Luego, al posar las palmas de sus pies en la fría loza sintió como una maravillosa corriente le recorrió la espina, estaba hiperactivo, se apresuro a tomar sus ropas del pequeño armario pero grata fue la sorpresa al advertir que aquellas delgadas prendas no encajarían en sus nuevas y robustas extremidades. Su delgada silueta de fósforo se había convertido ahora en una fornida masa de músculos. Asustado corrió impaciente hacia el pequeño espejo del baño para inspeccionarse, pronto sus ojos grises dibujaron dos lunas llenas al descubrir que su taciturna cara se había transformado en una jovial expresión renacentista y se exalto al descubrir que incluso bellos rasgos sobresalían de ella. Al ver esto, sus ideas comenzaron a apretarse dentro de su cabeza y el aire comenzó a desfallecerle dentro del pecho. Se refrescó.

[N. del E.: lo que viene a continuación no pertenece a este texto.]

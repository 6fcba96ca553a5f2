//! Built-in provider table.
//!
//! Order is significant: the wizard lists providers in this order and the
//! user picks one by its 1-based position.

use std::borrow::Cow;

use {
    clawsetup_config::{ApiFlavor, InputModality, ModelCost, ModelDescriptor},
    tracing::debug,
};

use crate::error::{Error, Result};

/// Everything needed to wire one provider into the gateway config.
#[derive(Debug, Clone)]
pub struct ProviderDefinition {
    pub display_name: &'static str,
    pub base_url: &'static str,
    pub api: ApiFlavor,
    /// Env var the gateway reads the API key from.
    pub env_var: &'static str,
    pub model: ModelDescriptor,
    /// `provider/model` reference written to `agents.defaults.model.primary`.
    pub default_model: &'static str,
}

/// A provider key paired with its definition.
#[derive(Debug, Clone)]
pub struct KnownProvider {
    pub key: &'static str,
    pub definition: ProviderDefinition,
}

static PROVIDERS: &[KnownProvider] = &[
    KnownProvider {
        key: "minimax",
        definition: ProviderDefinition {
            display_name: "Minimax M2.5",
            base_url: "https://api.minimax.io/anthropic",
            api: ApiFlavor::AnthropicMessages,
            env_var: "MINIMAX_API_KEY",
            model: ModelDescriptor {
                id: Cow::Borrowed("MiniMax-M2.5"),
                name: Cow::Borrowed("MiniMax M2.5"),
                reasoning: false,
                input: Cow::Borrowed(&[InputModality::Text]),
                cost: ModelCost {
                    input: 15.0,
                    output: 60.0,
                    cache_read: 2.0,
                    cache_write: 10.0,
                },
                context_window: 200_000,
                max_tokens: 8192,
            },
            default_model: "minimax/MiniMax-M2.5",
        },
    },
    KnownProvider {
        key: "openai",
        definition: ProviderDefinition {
            display_name: "OpenAI GPT-4o",
            base_url: "https://api.openai.com/v1",
            api: ApiFlavor::OpenaiChat,
            env_var: "OPENAI_API_KEY",
            model: ModelDescriptor {
                id: Cow::Borrowed("gpt-4o"),
                name: Cow::Borrowed("GPT-4o"),
                reasoning: false,
                input: Cow::Borrowed(&[InputModality::Text, InputModality::Image]),
                cost: ModelCost {
                    input: 5.0,
                    output: 15.0,
                    cache_read: 2.5,
                    cache_write: 0.0,
                },
                context_window: 128_000,
                max_tokens: 16384,
            },
            default_model: "openai/gpt-4o",
        },
    },
    KnownProvider {
        key: "deepseek",
        definition: ProviderDefinition {
            display_name: "DeepSeek V3",
            base_url: "https://api.deepseek.com/v1",
            api: ApiFlavor::OpenaiChat,
            env_var: "DEEPSEEK_API_KEY",
            model: ModelDescriptor {
                id: Cow::Borrowed("deepseek-chat"),
                name: Cow::Borrowed("DeepSeek V3"),
                reasoning: false,
                input: Cow::Borrowed(&[InputModality::Text]),
                cost: ModelCost {
                    input: 0.27,
                    output: 1.1,
                    cache_read: 0.07,
                    cache_write: 0.0,
                },
                context_window: 64_000,
                max_tokens: 8192,
            },
            default_model: "deepseek/deepseek-chat",
        },
    },
];

/// All built-in providers, in display order.
pub fn providers() -> &'static [KnownProvider] {
    PROVIDERS
}

/// Find a provider by key.
pub fn lookup(key: &str) -> Option<&'static KnownProvider> {
    PROVIDERS.iter().find(|p| p.key == key)
}

/// Resolve the user's answer to the "select a provider" prompt.
///
/// `input` is a 1-based index into [`providers`]. Only the leading run of
/// digits is read, so `2abc` and `2.5` both pick the second provider. Input
/// that does not start with a digit, or a number outside
/// `1..=providers().len()`, is rejected.
pub fn select(input: &str) -> Result<&'static KnownProvider> {
    let input = input.trim();
    let digits = input
        .find(|c: char| !c.is_ascii_digit())
        .map_or(input, |end| &input[..end]);
    let provider = digits
        .parse::<usize>()
        .ok()
        .and_then(|n| n.checked_sub(1))
        .and_then(|i| PROVIDERS.get(i));

    match provider {
        Some(provider) => {
            debug!(provider = provider.key, "provider selected");
            Ok(provider)
        },
        None => Err(Error::InvalidSelection {
            input: input.to_string(),
            count: PROVIDERS.len(),
        }),
    }
}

Una vez aclarado a medias el panorama resolvió que lo mejor sería ir a verla; una decisión semejante requería al menos de cierta premeditación de su parte, pero en verdad temía despertar y advertir que todo esto solo era un ensueño, peor aún, temía encontrarse con el recuerdo de su último pasaje, con sus brazos ensangrentados tendidos en forma de cruz a un costado de la cama y sus piernas mortalmente estáticas, daría lo que fuese por mantenerse en este nuevo estado. Sin dejar correr más tiempo tomó las prendas más holgadas que tenía (no eran más que un par de trapos sucios y rasgados) y se dispuso a partir del cuartucho acartonado de tristezas al que antiguamente llamaba “hogar.”

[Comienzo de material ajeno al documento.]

use std::{
    fs::OpenOptions,
    io::{ErrorKind, Write},
    path::{Path, PathBuf},
};

use tracing::debug;

use crate::{
    error::{Context, Error, Result},
    schema::GatewayConfig,
};

/// Directory under the user's home that holds the gateway config.
pub const OPENCLAW_DIR_NAME: &str = ".openclaw";

/// File name of the gateway config inside [`OPENCLAW_DIR_NAME`].
pub const CONFIG_FILE_NAME: &str = "openclaw.json";

/// Resolve the config file path.
///
/// Precedence:
/// 1. `explicit` file path
/// 2. `openclaw_home/openclaw.json`
/// 3. `~/.openclaw/openclaw.json`
pub fn resolve_config_path(
    explicit: Option<&Path>,
    openclaw_home: Option<&Path>,
) -> Result<PathBuf> {
    if let Some(path) = explicit {
        return Ok(path.to_path_buf());
    }
    if let Some(home) = openclaw_home {
        return Ok(home.join(CONFIG_FILE_NAME));
    }
    let home = dirs_next::home_dir().context("could not determine the home directory")?;
    Ok(home.join(OPENCLAW_DIR_NAME).join(CONFIG_FILE_NAME))
}

/// Load the config at `path`, or an empty document when the file is absent.
///
/// A file that exists but does not parse is an error; it is never silently
/// replaced. A path whose ancestor is not a directory counts as absent; the
/// failure surfaces when [`persist`] tries to create the directory.
pub fn load_or_init(path: &Path) -> Result<GatewayConfig> {
    let raw = match std::fs::read_to_string(path) {
        Ok(raw) => raw,
        Err(error) if matches!(error.kind(), ErrorKind::NotFound | ErrorKind::NotADirectory) => {
            debug!(path = %path.display(), "no config file yet, starting empty");
            return Ok(GatewayConfig::default());
        },
        Err(error) => {
            return Err(error).with_context(|| format!("failed to read {}", path.display()));
        },
    };

    let config = serde_json::from_str(&raw).map_err(|source| Error::Parse {
        path: path.to_path_buf(),
        source,
    })?;
    debug!(path = %path.display(), "loaded config");
    Ok(config)
}

/// Write `config` to `path` as pretty-printed JSON, replacing the file.
///
/// Parent directories are created as needed. The data goes to a temp file in
/// the same directory which is then renamed over `path`, so readers see
/// either the old file or the new one. The file holds API keys and is
/// restricted to the owner on Unix.
pub fn persist(path: &Path, config: &GatewayConfig) -> Result<()> {
    if let Some(parent) = path.parent()
        && !parent.as_os_str().is_empty()
    {
        std::fs::create_dir_all(parent)
            .with_context(|| format!("failed to create {}", parent.display()))?;
    }

    let data = serde_json::to_string_pretty(config)?;

    let nanos = std::time::SystemTime::now()
        .duration_since(std::time::UNIX_EPOCH)
        .map(|d| d.as_nanos())
        .unwrap_or(0);
    let temp_path = path.with_extension(format!("json.tmp.{nanos}"));
    if let Err(error) = write_private(&temp_path, data.as_bytes()) {
        let _ = std::fs::remove_file(&temp_path);
        return Err(error).with_context(|| format!("failed to write {}", temp_path.display()));
    }

    if let Err(error) = std::fs::rename(&temp_path, path) {
        let _ = std::fs::remove_file(&temp_path);
        return Err(error).with_context(|| format!("failed to replace {}", path.display()));
    }

    debug!(path = %path.display(), bytes = data.len(), "saved config");
    Ok(())
}

/// Create `path` readable by the owner only and write `data` to it.
fn write_private(path: &Path, data: &[u8]) -> std::io::Result<()> {
    let mut options = OpenOptions::new();
    options.write(true).create(true).truncate(true);
    #[cfg(unix)]
    {
        use std::os::unix::fs::OpenOptionsExt;
        options.mode(0o600);
    }
    let mut file = options.open(path)?;
    file.write_all(data)?;
    file.sync_all()
}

Al salir corrió con todas sus fuerzas bajo la noche intensa los tres kilómetros que lo separaban de su destino, la tormenta ya había cesado y no pasó mucho tiempo antes de que su mente comenzara nuevamente a elevarse y a divagar con extraordinarias fantasías propias de su ser soñador. Se maravillaba al contemplar sus músculos contraídos violentamente ante aquella proeza de velocidad  y se ilusionaba con un futuro inmejorable, se sentía vivo, como en mucho tiempo (quizás demasiado) no lo hacía. El recuerdo de sus escuálidas manos arrastrando esas ruedas y éstas girando incansablemente lo abordó y de inmediato una placida mueca se proyectó en su rostro, estaba feliz del extraño y oportuno giro que había tomado su vida, confiaba en que se había desasido para siempre de su vieja compañera, la silla. Sin más preámbulos se volcó a seguir ciegamente a su corazón volcánico, quien se desesperaba en prominentes palpitaciones por alcanzar a la razón de su existencia.

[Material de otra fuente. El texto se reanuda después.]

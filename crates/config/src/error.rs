use std::path::PathBuf;

use clawsetup_common::FromMessage;

#[derive(Debug, thiserror::Error)]
pub enum Error {
    #[error(transparent)]
    Io(#[from] std::io::Error),
    #[error(transparent)]
    Json(#[from] serde_json::Error),
    #[error("{} is not a valid config file: {source}", .path.display())]
    Parse {
        path: PathBuf,
        #[source]
        source: serde_json::Error,
    },
    #[error("{message}")]
    Message { message: String },
}

impl Error {
    #[must_use]
    pub fn message(message: impl Into<String>) -> Self {
        Self::Message {
            message: message.into(),
        }
    }
}

impl FromMessage for Error {
    fn from_message(message: String) -> Self {
        Self::Message { message }
    }
}

pub type Result<T> = std::result::Result<T, Error>;

clawsetup_common::impl_context!();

Al llegar a su destino, arremetió unos minutos contra sí mismo y se permitió una última y extravagante visión. . «¿Por qué? ¿por qué yo? ¿qué es todo esto? ¿es tan solo un delirio de mi perturbado juicio o es quizás el más maravilloso de los milagros? ¡Cómo es posible! ¿cómo? ¿y si esto realmente no es un sueño? ¿y si finalmente hubiese yo despertado de mi prisión? si toda mi vida ¡Toda! hubiese sido una farsa, una cuenca oscura dentro de una ilusión ¡una pesadilla!  ¿a caso he despertado? he resucitado de un profundo y grotesco coma ¿cómo se explica si no? ¿un milagro? ¡Tiene que serlo dios mío! pero entonces por qué, porque me duele  tanto… el recuerdo, porque me duele aún, por que persiste ¿por qué? ella, ella es la respuesta, siempre lo fue ¡SIEMPRE!» Pensó Fiódor gélidamente frente al burdel, después de un letárgico suspiro entró.

IV

—En unos minutos cerramos señor —dijo la voz ronca del cantinero que Fiódor conocía muy bien.
Un puñado de billetes se apiño en la barra.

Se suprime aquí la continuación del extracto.